Task to complete: Once you reach the line containing "let distinct: HashSet<AnswerId>" in the entries below, write out that line and each one after it down to the line containing "for (position, option_id)", exactly and with nothing added.

Data:
◆ ◆ ◆ ◆ ◆ ◆ ◆

//! Aggregation of stored canonical records into per-option statistics.

use std::{
    collections::{HashMap, HashSet},
    fmt::{Display, Formatter},
};

use log::warn;
use serde::{Deserialize, Serialize};

use crate::engine::branching::{MultipleChoiceBranching, QuestionTree};
use crate::error::{Error, Result};
use crate::model::{
    common::{
        instrument::{AnswerId, Choice, InstrumentKind, QuestionId, QuestionType},
        voter::VoterKey,
    },
    db::{Instrument, ResponseRecord},
};

/// Results of a whole instrument.
#[derive(Debug, Clone, PartialEq, Serialize, Deserialize)]
#[serde(tag = "kind", rename_all = "camelCase")]
pub enum Tally {
    SingleChoice(ChoiceTally),
    MultipleChoice(ChoiceTally),
    Ranking(RankingTally),
    Survey { questions: Vec<QuestionTally> },
}

/// Distinct-voter counts for a single- or multiple-choice question.
#[derive(Debug, Clone, PartialEq, Serialize, Deserialize)]
#[serde(rename_all = "camelCase")]
pub struct ChoiceTally {
    /// Voters who selected at least one option. This is the percentage
    /// denominator, so a voter picking several options still counts once.
    pub total_voters: u64,
    /// In option order.
    pub options: Vec<OptionCount>,
}

#[derive(Debug, Clone, PartialEq, Serialize, Deserialize)]
#[serde(rename_all = "camelCase")]
pub struct OptionCount {
    pub option_id: AnswerId,
    pub text: String,
    pub count: u64,
    pub percentage: f64,
}

/// Positional scores for a ranking instrument or ordering question.
#[derive(Debug, Clone, PartialEq, Serialize, Deserialize)]
#[serde(rename_all = "camelCase")]
pub struct RankingTally {
    pub total_responses: u64,
    /// By descending score, ties in option order.
    pub options: Vec<RankedOption>,
}

#[derive(Debug, Clone, PartialEq, Serialize, Deserialize)]
#[serde(rename_all = "camelCase")]
pub struct RankedOption {
    pub option_id: AnswerId,
    pub text: String,
    /// Sum over responses of `option_count - 1 - position`, so first place
    /// earns `option_count - 1` points and last place none.
    pub score: u64,
    /// Mean 1-based position, or 0 if nobody ranked it.
    pub average_rank: f64,
    pub percentage: f64,
}

/// Results of one survey question.
#[derive(Debug, Clone, PartialEq, Serialize, Deserialize)]
#[serde(rename_all = "camelCase")]
pub struct QuestionTally {
    pub question_id: QuestionId,
    pub text: String,
    #[serde(flatten)]
    pub results: QuestionResults,
}

#[derive(Debug, Clone, PartialEq, Serialize, Deserialize)]
#[serde(tag = "type", rename_all = "camelCase")]
pub enum QuestionResults {
    SingleChoice(ChoiceTally),
    MultipleChoice(ChoiceTally),
    Ordering(RankingTally),
}

/// Tally all `records` of `instrument`. Records belonging to other
/// instruments must already have been filtered out.
pub fn tally(instrument: &Instrument, records: &[ResponseRecord]) -> Result<Tally> {
    let flat = || records.iter().filter(|r| r.question_id.is_none());
    Ok(match instrument.kind {
        InstrumentKind::SingleChoice => {
            Tally::SingleChoice(count_choices(&instrument.options, flat()))
        }
        InstrumentKind::MultipleChoice => {
            Tally::MultipleChoice(count_choices(&instrument.options, flat()))
        }
        InstrumentKind::Ranking => Tally::Ranking(score_orderings(&instrument.options, flat())),
        InstrumentKind::Survey => {
            // Stored trees were validated on write; fan-out accepts any tree
            // the stricter policy does.
            let tree = QuestionTree::new(&instrument.questions, MultipleChoiceBranching::FanOut)
                .map_err(|e| {
                    Error::Integrity(format!("stored survey {} is malformed: {e}", instrument.id))
                })?;
            let mut by_question: HashMap<QuestionId, Vec<&ResponseRecord>> = HashMap::new();
            for record in records {
                if let Some(question_id) = record.question_id {
                    by_question.entry(question_id).or_default().push(record);
                }
            }
            let questions = tree
                .preorder()
                .into_iter()
                .map(|question| {
                    let records = by_question.remove(&question.id).unwrap_or_default();
                    let records = records.into_iter();
                    let results = match question.question_type {
                        QuestionType::SingleChoice => {
                            QuestionResults::SingleChoice(count_choices(&question.answers, records))
                        }
                        QuestionType::MultipleChoice => QuestionResults::MultipleChoice(
                            count_choices(&question.answers, records),
                        ),
                        QuestionType::Ordering => {
                            QuestionResults::Ordering(score_orderings(&question.answers, records))
                        }
                    };
                    QuestionTally {
                        question_id: question.id,
                        text: question.text.clone(),
                        results,
                    }
                })
                .collect();
            for question_id in by_question.keys() {
                warn!(
                    "Survey {} has responses to unknown question {question_id}",
                    instrument.id
                );
            }
            Tally::Survey { questions }
        }
    })
}

fn count_choices<'a>(
    choices: &[Choice],
    records: impl Iterator<Item = &'a ResponseRecord>,
) -> ChoiceTally {
    let mut voters: HashMap<AnswerId, HashSet<&VoterKey>> =
        choices.iter().map(|c| (c.id, HashSet::new())).collect();
    let mut all_voters = HashSet::new();
    for record in records {
        let Some(answer_id) = record.answer_id else {
            warn!("Skipping non-selection record in choice tally: {record:?}");
            continue;
        };
        match voters.get_mut(&answer_id) {
            Some(option_voters) => {
                option_voters.insert(&record.voter_key);
                all_voters.insert(&record.voter_key);
            }
            None => warn!("Skipping record for unknown option {answer_id}"),
        }
    }

    let total_voters = all_voters.len() as u64;
    let mut options: Vec<&Choice> = choices.iter().collect();
    options.sort_by_key(|c| c.order);
    ChoiceTally {
        total_voters,
        options: options
            .into_iter()
            .map(|choice| {
                let count = voters.get(&choice.id).map_or(0, |v| v.len() as u64);
                OptionCount {
                    option_id: choice.id,
                    text: choice.text.clone(),
                    count,
                    percentage: percentage(count as f64, total_voters as f64),
                }
            })
            .collect(),
    }
}

fn score_orderings<'a>(
    choices: &[Choice],
    records: impl Iterator<Item = &'a ResponseRecord>,
) -> RankingTally {
    let option_count = choices.len();
    let option_ids: HashSet<AnswerId> = choices.iter().map(|c| c.id).collect();
    // Per option: (score, sum of 1-based positions, times ranked).
    let mut stats: HashMap<AnswerId, (u64, u64, u64)> =
        choices.iter().map(|c| (c.id, (0, 0, 0))).collect();
    let mut total_responses = 0u64;

    for record in records {
        let Some(ordering) = &record.ordered_value else {
            warn!("Skipping non-ordering record in ranking tally: {record:?}");
            continue;
        };
        let distinct: HashSet<AnswerId> = ordering.iter().copied().collect();
        if ordering.len() != option_count || distinct != option_ids {
            warn!("Skipping ranking that is not a permutation of the options: {ordering:?}");
            continue;
        }
        total_responses += 1;
        for (position, option_id) in ordering.iter().enumerate() {
            if let Some((score, rank_sum, ranked)) = stats.get_mut(option_id) {
                *score += (option_count - 1 - position) as u64;
                *rank_sum += position as u64 + 1;
                *ranked += 1;
            }
        }
    }

    let mut options: Vec<&Choice> = choices.iter().collect();
    options.sort_by_key(|c| c.order);
    let mut options: Vec<RankedOption> = options
        .into_iter()
        .map(|choice| {
            let (score, rank_sum, ranked) = stats.get(&choice.id).copied().unwrap_or_default();
            RankedOption {
                option_id: choice.id,
                text: choice.text.clone(),
                score,
                average_rank: if ranked == 0 {
                    0.0
                } else {
                    round2(rank_sum as f64 / ranked as f64)
                },
                percentage: percentage(
                    score as f64,
                    total_responses as f64 * option_count as f64,
                ),
            }
        })
        .collect();
    // Stable, so equal scores stay in option order.
    options.sort_by(|a, b| b.score.cmp(&a.score));

    RankingTally {
        total_responses,
        options,
    }
}

fn percentage(part: f64, whole: f64) -> f64 {
    if whole == 0.0 {
        0.0
    } else {
        round2(part / whole * 100.0)
    }
}

fn round2(value: f64) -> f64 {
    (value * 100.0).round() / 100.0
}

impl Display for ChoiceTally {
    fn fmt(&self, f: &mut Formatter<'_>) -> std::fmt::Result {
        writeln!(f, "{} voter(s)", self.total_voters)?;
        for option in &self.options {
            writeln!(
                f,
                "  {}: {} ({:.2}%)",
                option.text, option.count, option.percentage
            )?;
        }
        Ok(())
    }
}

impl Display for RankingTally {
    fn fmt(&self, f: &mut Formatter<'_>) -> std::fmt::Result {
        writeln!(f, "{} response(s)", self.total_responses)?;
        for (place, option) in self.options.iter().enumerate() {
            writeln!(
                f,
                "  {}. {}: score {}, average rank {:.2} ({:.2}%)",
                place + 1,
                option.text,
                option.score,
                option.average_rank,
                option.percentage
            )?;
        }
        Ok(())
    }
}

impl Display for Tally {
    fn fmt(&self, f: &mut Formatter<'_>) -> std::fmt::Result {
        match self {
            Self::SingleChoice(tally) | Self::MultipleChoice(tally) => write!(f, "{tally}"),
            Self::Ranking(tally) => write!(f, "{tally}"),
            Self::Survey { questions } => {
                for question in questions {
                    write!(f, "Q{} {}: ", question.question_id, question.text)?;
                    match &question.results {
                        QuestionResults::SingleChoice(tally)
                        | QuestionResults::MultipleChoice(tally) => write!(f, "{tally}")?,
                        QuestionResults::Ordering(tally) => write!(f, "{tally}")?,
                    }
                }
                Ok(())
            }
        }
    }
}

◆ ◆ ◆ ◆ ◆ ◆ ◆

Task output:
        let distinct: HashSet<AnswerId> = ordering.iter().copied().collect();
        if ordering.len() != option_count || distinct != option_ids {
            warn!("Skipping ranking that is not a permutation of the options: {ordering:?}");
            continue;
        }
        total_responses += 1;
        for (position, option_id) in ordering.iter().enumerate() {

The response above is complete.